I haven't had this issue so far. It does just move the mouse for you and click, but again, nice built-in thing to have, save you having to do it yourself. And it talks about uh browser fingerprinting and uh behavioral patterns and IP reputation, which is very, very, very important. That's sort of what I alluded to at the beginning. So, let's go ahead and look at the code that I've got here. Very simple. Pulled it mostly from the example with a couple of uh notable inclusions. For me, I needed to specify where my Chromium browser or Chrome browser binary was because of the way it's all installed on my system.
It didn't automatically find it. Although, it's worth noting that this user bin Chromium browser is exactly this browser. It's running from the same binary. So, there's that's kind of cool, which is the way that this all connects through CDP rather than a web driver or any other method, which is the more modern way to do so. disable notifications and then more importantly disable these blink uh features of automation controlled. There's a lot of giveaways and a lot of telltale signs when you're controlling a browser automatically either through the web driver or through the CDP connection.

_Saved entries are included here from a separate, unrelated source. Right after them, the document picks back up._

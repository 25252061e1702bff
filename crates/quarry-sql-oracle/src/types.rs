//! Oracle store-type mapping.

use quarry_sql_core::ast::DataType;

/// Maps the generic data-type model to Oracle store types.
///
/// Notable differences from the generic names: character data is
/// `VARCHAR2`/`NVARCHAR2` (plain `VARCHAR` is reserved by the engine
/// for future use), every numeric type is a `NUMBER` shape, booleans
/// are `NUMBER(1)`, and unbounded text/binary map to LOBs.
#[must_use]
pub fn map_data_type(dt: &DataType) -> String {
    match dt {
        DataType::Smallint => String::from("NUMBER(5)"),
        DataType::Integer => String::from("NUMBER(10)"),
        DataType::Bigint => String::from("NUMBER(19)"),
        DataType::Real => String::from("BINARY_FLOAT"),
        DataType::Double => String::from("BINARY_DOUBLE"),
        DataType::Decimal { precision, scale } => match (precision, scale) {
            (Some(p), Some(s)) => format!("NUMBER({p},{s})"),
            (Some(p), None) => format!("NUMBER({p})"),
            // Default store shape for unconstrained decimals.
            _ => String::from("NUMBER(29,4)"),
        },
        DataType::Char(len) => match len {
            Some(n) => format!("CHAR({n})"),
            None => String::from("CHAR(1)"),
        },
        DataType::Varchar(len) => match len {
            Some(n) => format!("NVARCHAR2({n})"),
            // NVARCHAR2 caps at 2000 chars; unbounded text is a LOB.
            None => String::from("NCLOB"),
        },
        DataType::Text => String::from("NCLOB"),
        DataType::Blob => String::from("BLOB"),
        DataType::Varbinary(len) => match len {
            Some(n) => format!("RAW({n})"),
            None => String::from("BLOB"),
        },
        DataType::Date => String::from("DATE"),
        DataType::Timestamp => String::from("TIMESTAMP"),
        DataType::Boolean => String::from("NUMBER(1)"),
        DataType::Custom(name) => name.clone(),
    }
}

Um and this helps you just remove some of those more obvious ones. Then this code is going to load up the browser, go to the page, pass all of the test, the CloudFare test, and then it's going to just request the same page and give me the text back. So if we close this up and we do UV run on the main should see it open up here and hopefully this time we get through. We do page is loaded and again here is all the information from a subsequent HTTP request and we can see that we got actual page data here rather than another page saying hey just a moment you know we're used to seeing.
So what could we actually do with this then? Well, if we start to think in the ways of sessions and IPs and everything like that, we could quite straightforwardly, you know, go ahead and make one request and then make maybe 10, 15, 20 requests depending on the site utilizing the HTTP client and the same cookies and the same kind of session. This is going to make your life much much easier. And whilst this wasn't a new concept, this particular library pi doll I thought handed handled it very neatly and it was really cool to see it being addressed as something that would be useful and wanted by us.
So that's what I'm going to show you in this one. Let me know if you've tried this library, what you think of it. Are there obvious things that I'm missing? I'm really cool. Really interested to hear your feedback. And yeah, thanks thanks a lot for watching and I'll I'll see you again soon.